Metal backend: Enable Voxtral Realtime by manuelcandales · Pull Request #17536 · pytorch/executorch

manuelcandales · 2026-02-18T19:59:11Z

This pull request adds Metal backend support for the Voxtral Realtime model (offline mode, streaming support is coming next)

Voxtral Realtime Metal backend support:

Added Metal backend support to export_voxtral_rt.py, including custom decompositions and dynamic shape handling for Metal/AOTI compatibility. Also added validation for Metal-specific quantization (fpa4w).
Updated export_model_artifact.sh and test_model_e2e.sh scripts to support a new mode parameter.
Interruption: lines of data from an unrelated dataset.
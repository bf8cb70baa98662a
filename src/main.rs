//! textor CLI - incremental full-text index and search
//!
//! One invocation scans the directory, re-indexes the delta, and answers
//! the supplied terms.

use anyhow::Result;
use clap::Parser;
use colored::*;
use std::path::PathBuf;
use textor::{Config, FingerprintStore, Indexer, InvertedIndex, PlainTextExtractor, QueryEngine};
use tracing_subscriber::EnvFilter;

#[derive(Parser, Debug)]
#[command(name = "textor")]
#[command(author, version, about = "Incremental full-text index and multi-term search", long_about = None)]
struct Cli {
    /// Directory tree to index
    directory: PathBuf,

    /// Terms to find; only files containing all of them match
    #[arg(required = true)]
    terms: Vec<String>,

    /// Directory for persisted index state
    #[arg(long, default_value = "data", env = "TEXTOR_DATA_DIR")]
    data_dir: PathBuf,

    /// Output matching files as JSON
    #[arg(long, env = "TEXTOR_JSON")]
    json: bool,

    /// Enable verbose logging
    #[arg(short = 'v', long)]
    verbose: bool,
}

fn main() -> Result<()> {
    let cli = Cli::parse();

    // Initialize logging
    let filter = if cli.verbose {
        EnvFilter::new("debug")
    } else {
        EnvFilter::new("warn")
    };

    tracing_subscriber::fmt()
        .with_env_filter(filter)
        .with_target(false)
        .init();

    // Validate input before any indexing work.
    if !cli.directory.exists() {
        eprintln!("{} Directory doesn't exist.", "Error:".red().bold());
        std::process::exit(1);
    }
    if !cli.directory.is_dir() {
        eprintln!("{} Path is not a directory.", "Error:".red().bold());
        std::process::exit(1);
    }

    println!("{} {:?}", "Processing".cyan().bold(), cli.directory);

    let config = Config::new(cli.directory).with_data_dir(cli.data_dir);
    config.ensure_data_dir()?;

    let mut fingerprints = FingerprintStore::load(config.fingerprints_path())?;
    let mut index = InvertedIndex::load(config.tokens_path())?;

    let indexer = Indexer::new(config, PlainTextExtractor::new());
    let stats = indexer.run(&mut fingerprints, &mut index)?;
    println!("{} {}", "✓".green(), stats);

    let engine = QueryEngine::new(&index);
    let matches = engine.search(&cli.terms)?;

    if cli.json {
        let files: Vec<&String> = matches.iter().collect();
        println!("{}", serde_json::to_string_pretty(&files)?);
        return Ok(());
    }

    if matches.is_empty() {
        println!(
            "No files contain all terms: {}",
            cli.terms.join(", ").yellow()
        );
        return Ok(());
    }

    println!(
        "\n{} files contain all terms {}:\n",
        matches.len().to_string().green().bold(),
        cli.terms.join(", ").cyan()
    );
    for file in &matches {
        println!("{}", file);
    }

    Ok(())
}
use async_trait::async_trait;
use reqwest::{header, Client, StatusCode};

use crate::bitbucket::host::SourceHost;
use crate::config::BitbucketCredentials;
use crate::error::{Error, Result};
use crate::models::{BitbucketPullRequest, TagOutcome};

/// Bitbucket Server REST client authenticated with a user/token pair.
pub struct BitbucketClient {
    client: Client,
    credentials: BitbucketCredentials,
    base_url: String,
}

impl BitbucketClient {
    pub fn new(base_url: &str, credentials: BitbucketCredentials) -> Result<Self> {
        let mut headers = header::HeaderMap::new();
        headers.insert(
            header::ACCEPT,
            header::HeaderValue::from_static("application/json"),
        );
        headers.insert(
            header::USER_AGENT,
            header::HeaderValue::from_static("prmigrate/0.1"),
        );

        let client = Client::builder().default_headers(headers).build()?;

        Ok(Self {
            client,
            credentials,
            base_url: base_url.trim_end_matches('/').to_string(),
        })
    }

    fn repo_url(&self, api_root: &str, project: &str, repo_slug: &str) -> String {
        format!(
            "{}/{}/projects/{}/repos/{}",
            self.base_url, api_root, project, repo_slug
        )
    }

    fn get(&self, url: &str) -> reqwest::RequestBuilder {
        self.client
            .get(url)
            .basic_auth(&self.credentials.username, Some(&self.credentials.token))
    }

    async fn api_error(context: String, response: reqwest::Response) -> Error {
        let status = response.status();
        let body = response.text().await.unwrap_or_default();
        Error::BitbucketApi(format!("{}: {} - {}", context, status, body))
    }
}

#[async_trait]
impl SourceHost for BitbucketClient {
    async fn check_access(&self) -> Result<()> {
        let url = format!("{}/rest/api/1.0/projects?limit=1", self.base_url);
        let response = self.get(&url).send().await?;

        if !response.status().is_success() {
            return Err(Self::api_error("Failed to list projects".to_string(), response).await);
        }

        let body: serde_json::Value = response.json().await?;
        tracing::debug!("Bitbucket project listing: {}", body);
        Ok(())
    }

    async fn get_pull_request(
        &self,
        project: &str,
        repo_slug: &str,
        id: u64,
    ) -> Result<BitbucketPullRequest> {
        let url = format!(
            "{}/pull-requests/{}",
            self.repo_url("rest/api/1.0", project, repo_slug),
            id
        );
        let response = self.get(&url).send().await?;

        if response.status() == StatusCode::NOT_FOUND {
            return Err(Error::PullRequestNotFound(id));
        }

        if !response.status().is_success() {
            return Err(
                Self::api_error(format!("Failed to fetch pull request {}", id), response).await,
            );
        }

        Ok(response.json().await?)
    }

    async fn create_tag(
        &self,
        project: &str,
        repo_slug: &str,
        tag_name: &str,
        commit: &str,
    ) -> Result<TagOutcome> {
        let url = format!("{}/tags", self.repo_url("rest/git/1.0", project, repo_slug));
        let response = self
            .client
            .post(&url)
            .basic_auth(&self.credentials.username, Some(&self.credentials.token))
            .json(&serde_json::json!({
                "name": tag_name,
                "startPoint": commit,
            }))
            .send()
            .await?;

        match response.status() {
            StatusCode::CONFLICT => Ok(TagOutcome::AlreadyExists),
            status if status.is_success() => Ok(TagOutcome::Created),
            _ => Err(Self::api_error(format!("Failed to create tag {}", tag_name), response).await),
        }
    }
}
This is used in the Voxtral Realtime model for selecting between streaming/offline export modes.

CI/CD and workflow updates:

Added quantized Voxtral-Mini-4B-Realtime-2602 to Metal workflow matrix.
Added new CMake presets for building and testing the Voxtral Realtime runner with Metal backend.

pytorch-bot · 2026-02-18T19:59:15Z

🔗 Helpful Links

🧪 See artifacts and rendered test results at hud.pytorch.org/pr/pytorch/executorch/17536

📄 Preview Python docs built from this PR

Note: Links to docs will display an error until the docs builds have been completed.

❌ 5 New Failures, 14 Pending

As of commit ab8aaa2 with merge base 119a099 ():

NEW FAILURES - The following jobs have failed:

pull / android / run-emulator (gh)
The process '/usr/bin/sh' failed with exit code 1
pull / test-openvino-linux / linux-job (gh)
RuntimeError: Command docker exec -t bad5a62a029ec9aba3f621ff8da168d809e6a29a071ac11c958748e07860bac6 /exec failed with exit code 1
pull / unittest-nxp-neutron / linux-job (gh)
RuntimeError: Command docker exec -t c06130f5d6379bfc3aff56e5fedb77b2310ff1c4d92121735b6c49ae9c614313 /exec failed with exit code 1
trunk / test-torchao-huggingface-checkpoints (lfm2_5_1_2b, linux.2xlarge, executorch-ubuntu-22.04-clang12... / linux-job (gh)
RuntimeError: Command docker exec -t 994382b9479a62ba26aa93bf6277af1f17866d4d2eb770c7cadedac20839077f /exec failed with exit code 1
trunk / test-torchao-huggingface-checkpoints (lfm2_5_1_2b, linux.arm64.2xlarge, executorch-ubuntu-22.04-g... / linux-job (gh)
RuntimeError: Command docker exec -t b6d0d5b666ba98b88e83ac6ae103be6ac2623ea33991c17f49c4fdda6196e8c6 /exec failed with exit code 1

This comment was automatically generated by Dr. CI and updates every 15 minutes.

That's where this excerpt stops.